II – Budgeting

Many individuals get into financial trouble even though they earn a good income. On paper at least, it appears that they’re earning enough to cover their living expenses.

However, more often than not, expenses come due between pay periods and when it’s time to pay the bills, there isn’t enough money left over from the last paycheque to cover them. Many resort to borrowing money from credit card cash advances or payday loan outlets. Because these forms of borrowing are so convenient but expensive, it’s not too long before someone can find herself with a lot of debt due to poor cash-flow management.

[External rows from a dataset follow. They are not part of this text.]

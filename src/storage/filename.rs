//! Filename codec: (title, id) ↔ task filename.
//!
//! Two formats coexist on disk:
//!
//! - canonical: `<sanitized-title>-<id>.md`
//! - legacy: `<id>.md` (no title segment)
//!
//! The trailing dash-separated segment is authoritative for identity: when
//! the stem ends in the canonical id pattern, that suffix is the id and the
//! rest is the title. Otherwise the whole stem is taken as a legacy id.
//! Title round-trips are lossy for titles with leading/trailing/duplicate
//! whitespace or embedded dashes; the id round-trip always holds.

use crate::models::TaskId;
use once_cell::sync::Lazy;
use regex::Regex;

/// Markdown extension carried by every task file.
pub const MD_EXTENSION: &str = ".md";

/// Trailing canonical id (8-4-4-4-12 hex) at the end of a filename stem.
static TRAILING_ID: Lazy<Regex> = Lazy::new(|| {
    Regex::new(r"[0-9a-fA-F]{8}-[0-9a-fA-F]{4}-[0-9a-fA-F]{4}-[0-9a-fA-F]{4}-[0-9a-fA-F]{12}$")
        .expect("trailing id pattern is valid")
});

/// Whitespace runs collapsed to a single dash during sanitization.
static WHITESPACE_RUN: Lazy<Regex> =
    Lazy::new(|| Regex::new(r"\s+").expect("whitespace pattern is valid"));

/// A decoded task filename.
///
/// The two on-disk formats are modeled explicitly rather than sniffed
/// implicitly; the trailing-id-pattern match takes precedence.
#[derive(Debug, Clone, PartialEq, Eq)]
pub enum TaskFilename {
    /// Canonical `<slug>-<id>.md` with a title segment.
    Canonical {
        /// Title recovered from the slug, dash-separated segments joined
        /// with spaces.
        title: String,
        /// The trailing canonical id.
        id: TaskId,
    },
    /// Legacy `<id>.md` with no title segment.
    Legacy {
        /// The whole stem, taken as the id.
        id: TaskId,
    },
}

impl TaskFilename {
    /// The task id carried by the filename.
    #[must_use]
    pub const fn id(&self) -> &TaskId {
        match self {
            Self::Canonical { id, .. } | Self::Legacy { id } => id,
        }
    }

    /// The title carried by the filename; empty for legacy files.
    #[must_use]
    pub fn title(&self) -> &str {
        match self {
            Self::Canonical { title, .. } => title,
            Self::Legacy { .. } => "",
        }
    }
}

/// Sanitizes a title into a filename slug.
///
/// Collapses whitespace runs to single dashes and trims leading/trailing
/// dashes. All other characters pass through untouched.
#[must_use]
pub fn sanitize_title(title: &str) -> String {
    WHITESPACE_RUN
        .replace_all(title, "-")
        .trim_matches('-')
        .to_string()
}

/// Encodes a title and id into a task filename.
///
/// A title that sanitizes to an empty slug falls back to the legacy
/// id-only form.
#[must_use]
pub fn encode(title: &str, id: &TaskId) -> String {
    let slug = sanitize_title(title);
    if slug.is_empty() {
        format!("{id}{MD_EXTENSION}")
    } else {
        format!("{slug}-{id}{MD_EXTENSION}")
    }
}

/// Decodes a task filename into its tagged representation.
///
/// Accepts names with or without the `.md` extension.
#[must_use]
pub fn decode(filename: &str) -> TaskFilename {
    let stem = filename.strip_suffix(MD_EXTENSION).unwrap_or(filename);

    if let Some(found) = TRAILING_ID.find(stem) {
        let id = TaskId::new(found.as_str());
        let prefix = stem[..found.start()].trim_end_matches('-');
        if prefix.is_empty() {
            // Stem is exactly the id: legacy form.
            return TaskFilename::Legacy { id };
        }
        return TaskFilename::Canonical {
            title: prefix.replace('-', " "),
            id,
        };
    }

    TaskFilename::Legacy {
        id: TaskId::new(stem),
    }
}

#[cfg(test)]
mod tests {
    use super::*;

    fn id() -> TaskId {
        TaskId::new("123e4567-e89b-42d3-a456-426614174000")
    }

    #[test]
    fn test_sanitize_collapses_whitespace() {
        assert_eq!(sanitize_title("Fix the bug"), "Fix-the-bug");
        assert_eq!(sanitize_title("  padded   title "), "padded-title");
        assert_eq!(sanitize_title("tabs\tand\nnewlines"), "tabs-and-newlines");
        assert_eq!(sanitize_title("   "), "");
    }

    #[test]
    fn test_encode_canonical() {
        assert_eq!(
            encode("Fix bug", &id()),
            "Fix-bug-123e4567-e89b-42d3-a456-426614174000.md"
        );
    }

    #[test]
    fn test_encode_empty_title_is_legacy() {
        assert_eq!(encode("", &id()), "123e4567-e89b-42d3-a456-426614174000.md");
        assert_eq!(
            encode("   ", &id()),
            "123e4567-e89b-42d3-a456-426614174000.md"
        );
    }

    #[test]
    fn test_decode_canonical() {
        let decoded = decode("Fix-bug-123e4567-e89b-42d3-a456-426614174000.md");
        assert_eq!(
            decoded,
            TaskFilename::Canonical {
                title: "Fix bug".to_string(),
                id: id(),
            }
        );
    }

    #[test]
    fn test_decode_legacy() {
        let decoded = decode("123e4567-e89b-42d3-a456-426614174000.md");
        assert_eq!(decoded, TaskFilename::Legacy { id: id() });
        assert_eq!(decoded.title(), "");
    }

    #[test]
    fn test_decode_non_uuid_stem_is_legacy_id() {
        let decoded = decode("random-notes.md");
        assert_eq!(
            decoded,
            TaskFilename::Legacy {
                id: TaskId::new("random-notes"),
            }
        );
    }

    #[test]
    fn test_id_roundtrip() {
        for title in ["", "a", "Fix the bug", "  messy -- title  ", "ümlaut ok"] {
            let encoded = encode(title, &id());
            assert_eq!(decode(&encoded).id(), &id(), "title: {title:?}");
        }
    }

    #[test]
    fn test_title_roundtrip_is_lossy_but_stable() {
        let encoded = encode("a - b", &id());
        // Embedded dashes are indistinguishable from whitespace-derived ones.
        assert_eq!(decode(&encoded).title(), "a   b");
    }
}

Here is a tool called the Pay Planner. It’s essentially a monthly budget broken down into pay periods. Its objective is to allow individuals to budget their spending so they don’t run out of money before the next pay date.

Here’s how to use it:

  1. Click and save the spreadsheet to your computer and then open it. You will need to have Microsoft Excel to use this tool.
  2. The spreadsheet automatically calculates the subtotals and totals. You just need to input the data. Use the appropriate worksheet depending on whether you’re paid bi-weekly, twice-monthly, or monthly.
  3. For each pay period, input the date you’ll be paid (in the Yellow cells) and the amount you’ll be paid
  4. Input your estimated monthly expenses, paying particular attention to which pay period the expense becomes due
  5. After inputting this information, you’ll be able to see on the bottom of the form whether you will have a cash surplus or deficit for a particular pay period. You should adjust your expenses accordingly.

If you have credit card debt, here is a Credit Card Payment Calculator that will calculate the payment you should be making each month if you wish to pay off your credit card debt within a specific period of time. This is a very useful tool for you to optimize your financial resources so you can pay off your credit cards as soon as possible.